EXCERPTED RECORDS:
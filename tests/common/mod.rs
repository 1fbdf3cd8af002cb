#![allow(dead_code)]

use async_trait::async_trait;
use chrono::{DateTime, Utc};
use feed_ingest::{
    FeedRegistry, FeedSource, FetchDocument, FetchError, ItemStore, NormalizedItem, PersistenceError, RawDocument,
    StoredItem,
};
use std::collections::{HashMap, HashSet, VecDeque};
use std::sync::atomic::{AtomicBool, AtomicUsize, Ordering};
use std::sync::{Mutex, Once};
use std::time::Duration;
use tokio::sync::RwLock;
use uuid::Uuid;

pub const RSS_FEED: &str = include_str!("../support/rss_feed.xml");
pub const ATOM_FEED: &str = include_str!("../support/atom_feed.xml");

static INIT: Once = Once::new();

pub fn init_tracing() {
    INIT.call_once(|| {
        tracing_subscriber::fmt()
            .with_max_level(tracing::Level::DEBUG)
            .with_test_writer()
            .try_init()
            .ok();
    });
}

/// In-memory registry and item store with the same uniqueness rules as Postgres.
#[derive(Default)]
pub struct MemoryStore {
    state: RwLock<MemoryState>,
    storage_down: AtomicBool,
    registry_down: AtomicBool,
}

#[derive(Default)]
struct MemoryState {
    feeds: Vec<FeedSource>,
    items: Vec<StoredItem>,
    rejected_feeds: HashSet<Uuid>,
}

impl MemoryStore {
    pub async fn add_feed(&self, url: &str) -> FeedSource {
        let feed = FeedSource {
            id: Uuid::new_v4(),
            url: url.to_string(),
            owner_id: Uuid::new_v4(),
            last_refreshed: None,
        };
        self.state.write().await.feeds.push(feed.clone());
        feed
    }

    pub async fn feed(&self, feed_id: Uuid) -> FeedSource {
        self.state
            .read()
            .await
            .feeds
            .iter()
            .find(|f| f.id == feed_id)
            .cloned()
            .expect("feed is registered")
    }

    pub async fn items(&self, feed_id: Uuid) -> Vec<StoredItem> {
        self.state
            .read()
            .await
            .items
            .iter()
            .filter(|i| i.item.feed_id == feed_id)
            .cloned()
            .collect()
    }

    /// Makes every insert for the feed fail with a constraint violation.
    pub async fn reject_inserts_for(&self, feed_id: Uuid) {
        self.state.write().await.rejected_feeds.insert(feed_id);
    }

    /// Item reads and writes fail as if the database were unreachable.
    pub fn set_storage_down(&self, down: bool) {
        self.storage_down.store(down, Ordering::SeqCst);
    }

    pub fn set_registry_down(&self, down: bool) {
        self.registry_down.store(down, Ordering::SeqCst);
    }

    fn check_storage(&self) -> Result<(), PersistenceError> {
        if self.storage_down.load(Ordering::SeqCst) {
            return Err(PersistenceError::Unavailable("connection refused".to_string()));
        }
        Ok(())
    }
}

#[async_trait]
impl FeedRegistry for MemoryStore {
    async fn list_feeds(&self) -> Result<Vec<FeedSource>, PersistenceError> {
        if self.registry_down.load(Ordering::SeqCst) {
            return Err(PersistenceError::Unavailable("registry offline".to_string()));
        }
        Ok(self.state.read().await.feeds.clone())
    }

    async fn advance_watermark(&self, feed_id: Uuid, refreshed_at: DateTime<Utc>) -> Result<(), PersistenceError> {
        let mut state = self.state.write().await;
        let feed = state
            .feeds
            .iter_mut()
            .find(|f| f.id == feed_id)
            .ok_or_else(|| PersistenceError::ConstraintViolation(format!("unknown feed {}", feed_id)))?;

        if feed.last_refreshed.map_or(true, |current| current < refreshed_at) {
            feed.last_refreshed = Some(refreshed_at);
        }
        Ok(())
    }
}

#[async_trait]
impl ItemStore for MemoryStore {
    async fn existing_dedup_keys(&self, feed_id: Uuid) -> Result<HashSet<String>, PersistenceError> {
        self.check_storage()?;
        Ok(self
            .state
            .read()
            .await
            .items
            .iter()
            .filter(|i| i.item.feed_id == feed_id)
            .map(|i| i.item.dedup_key.as_str().to_string())
            .collect())
    }

    async fn insert_items(&self, feed_id: Uuid, items: &[NormalizedItem]) -> Result<usize, PersistenceError> {
        self.check_storage()?;
        let mut state = self.state.write().await;

        if state.rejected_feeds.contains(&feed_id) {
            return Err(PersistenceError::ConstraintViolation(format!(
                "insert rejected for feed {}",
                feed_id
            )));
        }

        let mut keys: HashSet<String> = state
            .items
            .iter()
            .filter(|i| i.item.feed_id == feed_id)
            .map(|i| i.item.dedup_key.as_str().to_string())
            .collect();

        let mut inserted = 0;
        for item in items {
            if keys.insert(item.dedup_key.as_str().to_string()) {
                state.items.push(StoredItem::new(NormalizedItem {
                    feed_id,
                    ..item.clone()
                }));
                inserted += 1;
            }
        }
        Ok(inserted)
    }
}

#[derive(Debug, Clone)]
pub enum Reply {
    Body(String),
    Status(u16),
    Timeout,
    Refused,
    /// Never answers; the fetch stays in flight until its future is dropped.
    Stall,
}

/// Fetcher that answers from a per-URL script. The last reply for a URL repeats.
#[derive(Default)]
pub struct ScriptedFetcher {
    scripts: Mutex<HashMap<String, VecDeque<Reply>>>,
    calls: Mutex<HashMap<String, usize>>,
    delay: Option<Duration>,
    in_flight: AtomicUsize,
    max_in_flight: AtomicUsize,
}

impl ScriptedFetcher {
    pub fn with_delay(delay: Duration) -> Self {
        Self {
            delay: Some(delay),
            ..Self::default()
        }
    }

    pub fn script(&self, url: &str, replies: Vec<Reply>) {
        self.scripts
            .lock()
            .unwrap()
            .insert(url.to_string(), replies.into_iter().collect());
    }

    pub fn calls(&self, url: &str) -> usize {
        self.calls.lock().unwrap().get(url).copied().unwrap_or(0)
    }

    pub fn total_calls(&self) -> usize {
        self.calls.lock().unwrap().values().sum()
    }

    pub fn max_in_flight(&self) -> usize {
        self.max_in_flight.load(Ordering::SeqCst)
    }

    fn next_reply(&self, url: &str) -> Reply {
        *self.calls.lock().unwrap().entry(url.to_string()).or_default() += 1;

        let mut scripts = self.scripts.lock().unwrap();
        match scripts.get_mut(url) {
            Some(queue) if queue.len() > 1 => queue.pop_front().unwrap(),
            Some(queue) => queue.front().cloned().unwrap_or(Reply::Status(404)),
            None => Reply::Status(404),
        }
    }
}

#[async_trait]
impl FetchDocument for ScriptedFetcher {
    async fn fetch(&self, url: &str) -> Result<RawDocument, FetchError> {
        let running = self.in_flight.fetch_add(1, Ordering::SeqCst) + 1;
        self.max_in_flight.fetch_max(running, Ordering::SeqCst);

        let reply = self.next_reply(url);
        if let Some(delay) = self.delay {
            tokio::time::sleep(delay).await;
        }
        self.in_flight.fetch_sub(1, Ordering::SeqCst);

        match reply {
            Reply::Body(body) => Ok(RawDocument {
                url: url.to_string(),
                status: 200,
                content_length: body.len(),
                fetched_at: Utc::now(),
                body: body.into_bytes(),
            }),
            Reply::Status(status) => Err(FetchError::BadStatus {
                url: url.to_string(),
                status,
            }),
            Reply::Timeout => Err(FetchError::Timeout { url: url.to_string() }),
            Reply::Refused => Err(FetchError::ConnectionFailure {
                url: url.to_string(),
                message: "connection refused".to_string(),
            }),
            Reply::Stall => std::future::pending().await,
        }
    }
}
use crate::types::NormalizedItem;
use sha2::{Digest, Sha256};
use std::collections::HashSet;
use tracing::debug;
use uuid::Uuid;

/// Keeps the items whose dedup key is neither stored already nor repeated
/// earlier in the same batch. Order is preserved.
pub fn filter_new(feed_id: Uuid, items: Vec<NormalizedItem>, existing: &HashSet<String>) -> Vec<NormalizedItem> {
    let total = items.len();
    let mut seen = HashSet::new();

    let fresh: Vec<NormalizedItem> = items
        .into_iter()
        .filter(|item| {
            let key = item.dedup_key.as_str();
            if existing.contains(key) {
                return false;
            }
            if !seen.insert(key.to_string()) {
                debug!("Dropping repeated {} key within feed {}: {}", item.dedup_key.source(), feed_id, key);
                return false;
            }
            true
        })
        .collect();

    debug!("Feed {}: {} of {} items are new", feed_id, fresh.len(), total);
    fresh
}

/// Identity for items that carry neither a guid nor a link.
pub fn content_hash(
    title: Option<&str>,
    description: Option<&str>,
    content: Option<&str>,
    published: Option<&str>,
) -> String {
    let mut hasher = Sha256::new();
    for part in [title, description, content, published] {
        hasher.update(part.unwrap_or("").as_bytes());
        // Unit separator keeps ("ab", "") distinct from ("a", "b").
        hasher.update([0x1f]);
    }
    format!("sha256:{}", hex::encode(hasher.finalize()))
}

ABOUT THIS EXERCISE: Show all lines from the records above where the word "collections" occurs.

SOLUTION:
use std::collections::{HashMap, HashSet, VecDeque};
use std::collections::HashSet;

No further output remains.